Here he must have surely have meant the PS government of António Costa during the pandemic crisis rather than the PSD government of Pedro Passos Coelho which oversaw the ‘troika’ intervention 15 years ago when significant restructuring was imposed by the IMF, EC and ECB in return for a €78Bn bailout. Both governments received bailouts of one kind or the other.
“The rest, he said, were a succession of governments that navigated close to the coast rather than setting sights on a more ambitious open-seas strategy; a country that aimed to get by in the short term rather than have a long-term ambitions.
It was the idea of constantly putting out fires rather than building breaks to stop fires starting in the first place with no idea about how to build a country for the future.

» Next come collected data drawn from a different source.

//! # imgseq
//!
//! Build a movie from a sequence of still images.
//!
//! Every input image becomes exactly one frame, shown for a fixed
//! [`FrameDuration`]. Frames are ordered by the lexicographic order of their
//! paths, so zero-padded snapshot names (`shot0000.png`, `shot0001.png`, ...)
//! play back in capture order no matter how they were passed in. Encoding and
//! container writing are done by FFmpeg through the
//! [`ffmpeg-next`](https://crates.io/crates/ffmpeg-next) crate; images are
//! decoded with the [`image`](https://crates.io/crates/image) crate.
//!
//! ## Quick Start
//!
//! ```no_run
//! use imgseq::{FrameDuration, ImageSequenceError};
//!
//! let report = imgseq::build_sequence(
//!     "movie.mov",
//!     ["shot0001.png", "shot0000.png", "shot0002.png"],
//!     FrameDuration::new(1, 15)?,
//! )?;
//! println!("{} frames, {:?}", report.frames_written, report.total_duration);
//! # Ok::<(), ImageSequenceError>(())
//! ```
//!
//! ### Choosing what happens on a bad image
//!
//! ```no_run
//! use imgseq::{FailurePolicy, SequenceBuilder, SequenceOptions};
//!
//! let options = SequenceOptions::new()
//!     .with_failure_policy(FailurePolicy::SkipFrame)
//!     .with_preflight(true);
//! let report = SequenceBuilder::new(options)
//!     .build("movie.mov", ["a.png", "b.png"])
//!     .unwrap();
//! for path in &report.skipped {
//!     eprintln!("left out {}", path.display());
//! }
//! ```
//!
//! ## Behavior
//!
//! - The output is created before any image is decoded; a creation failure
//!   aborts the build with [`ImageSequenceError::Creation`].
//! - The container is flushed after every frame. `.mov` and `.mp4` outputs
//!   are fragmented, one fragment per frame, so an interrupted run leaves a
//!   playable movie of the frames flushed so far.
//! - The writer is finalized on every exit path, including failures. What
//!   happens to a partial file is decided by [`FailurePolicy`]. With
//!   preflight on, [`FailurePolicy::SkipFrame`] leaves unreadable images out
//!   before the output is created.
//! - An empty image list fails with [`ImageSequenceError::EmptySequence`]
//!   without creating a file.
//!
//! ### Optional Features
//!
//! | Feature | Description |
//! |---------|-------------|
//! | `rayon` | Preflight reads image headers in parallel |
//! | `full` | Enables all of the above |
//!
//! ## Requirements
//!
//! FFmpeg development libraries must be installed on your system.

pub mod builder;
pub mod configuration;
mod conversion;
pub mod duration;
pub mod error;
pub mod ffmpeg;
pub mod progress;
pub mod sequence;
pub mod validation;
pub mod writer;

pub use builder::{BuildReport, SequenceBuilder, build_sequence};
pub use configuration::{FailurePolicy, SequenceOptions};
pub use duration::FrameDuration;
pub use error::ImageSequenceError;
pub use ffmpeg::{FfmpegLogLevel, set_ffmpeg_log_level};
pub use progress::{CancellationToken, ProgressCallback, ProgressInfo};
pub use sequence::ImageSequence;
pub use validation::{ValidationReport, preflight};
pub use writer::{EncoderOptions, FfmpegMovieWriter, MovieWriter, VideoCodec};
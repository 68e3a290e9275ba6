//! Benchmarks for sequence ordering, preflight, and movie encoding.
//!
//! Run with: cargo bench
//! Run with all features: cargo bench --all-features

use std::path::{Path, PathBuf};

use criterion::Criterion;
use ffmpeg_next::codec::Id;
use image::{Rgb, RgbImage};
use imgseq::{
    FfmpegLogLevel, FrameDuration, ImageSequence, SequenceBuilder, SequenceOptions, preflight,
};

fn shuffled_paths(count: usize) -> Vec<PathBuf> {
    // Multiplicative stride over a prime-sized range gives a fixed permutation.
    let modulus = 10_007;
    (0..count)
        .map(|index| {
            let shuffled = (index * 7_919) % modulus;
            PathBuf::from(format!("frames/shot{shuffled:05}.png"))
        })
        .collect()
}

fn write_frames(directory: &Path, count: usize, width: u32, height: u32) -> Vec<PathBuf> {
    (0..count)
        .map(|index| {
            let path = directory.join(format!("shot{index:04}.png"));
            let shade = (index * 255 / count.max(1)) as u8;
            RgbImage::from_pixel(width, height, Rgb([shade, 255 - shade, 128]))
                .save(&path)
                .unwrap();
            path
        })
        .collect()
}

fn benchmark_ordering(criterion: &mut Criterion) {
    let paths = shuffled_paths(10_000);

    criterion.bench_function("sort 10k image paths", |bencher| {
        bencher.iter(|| ImageSequence::new(paths.iter().cloned()));
    });

    criterion.bench_function("parse frame durations", |bencher| {
        bencher.iter(|| {
            for text in ["1/15", "20/600", "1001/30000", "2"] {
                let _duration: FrameDuration = text.parse().unwrap();
            }
        });
    });
}

fn benchmark_preflight(criterion: &mut Criterion) {
    let directory = tempfile::tempdir().unwrap();
    let sequence = ImageSequence::new(write_frames(directory.path(), 50, 320, 240));

    #[cfg(not(feature = "rayon"))]
    let name = "preflight 50 images (sequential)";
    #[cfg(feature = "rayon")]
    let name = "preflight 50 images (parallel)";

    criterion.bench_function(name, |bencher| {
        bencher.iter(|| preflight(&sequence));
    });
}

fn benchmark_encoding(criterion: &mut Criterion) {
    imgseq::set_ffmpeg_log_level(FfmpegLogLevel::Error);
    if imgseq::ffmpeg::initialize().is_err() || ffmpeg_next::encoder::find(Id::MPEG4).is_none() {
        eprintln!("Skipping benchmark: MPEG-4 encoder not available");
        return;
    }

    let directory = tempfile::tempdir().unwrap();
    let images = write_frames(directory.path(), 30, 320, 240);
    let output = directory.path().join("movie.mov");
    let builder = SequenceBuilder::new(SequenceOptions::new());

    let mut group = criterion.benchmark_group("encoding");
    group.sample_size(10);
    group.bench_function("build 30 frames 320x240 (mpeg4)", |bencher| {
        bencher.iter(|| builder.build(&output, images.iter().cloned()).unwrap());
    });
    group.finish();
}

criterion::criterion_group!(
    benches,
    benchmark_ordering,
    benchmark_preflight,
    benchmark_encoding,
);
criterion::criterion_main!(benches);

Armindo Monteiro warned that EU funds were running out for Portugal in the next few years, and that Portugal could not keep putting off the essential by kicking a ball of problems into the long grass.

From cap-in-hand to setting goals
“That Portugal’s entry into the EU in 1986 has had a positive impact is undeniable, but between 1999 and 2004 we only grew 1% per year which is absolutely miserable. Now we’re growing a bit more and everyone is cheered with this growth (over 2%) which had come from circumstantial reasons”, he said.
The first was Recovery and Resilience funds from Europe, the second was the increase in tourism, and the third was a shift in investment to safe havens like Portugal far from the war in Ukraine. All happy circumstances for Portugal.
But now this culture of begging, charity and welfare needed to change for other goals.
“It’s time for us to have some dignity and courage to want to be net contributors, and naturally this imbalance between being net recipients and net contributors has to be corrected,” he said.
And he didn’t think that Portugal was fated to be poor because it didn’t have an abundance of natural resources.
“At the time of the Discoveries we had sufficient natural resources yet we did exactly the same, so we haven’t learned the lesson. This is not something we are fated to. Norway knew how to use its natural resources and build its own prosperity and sovereign wealth funds and so does not have the difficulties we have today by far.”
“This is why I think it is vital for Portugal to attract the best for our political life and govern with competence and motivation to serve the best interests of the country, but often we see they (the political parties) are not acting in the best interests of Portugal, but rather just playing party political games which we’re seeing in the current (presidential) elections now,” he added.
Instead, the parties were acting on behalf of their “tribes” rather than the 11 million Portuguese the President of CIP, Armindo Monteiro concluded.

CIP President Armindo Monteiro (Left) with the ICPT President, Manuel Ramalho.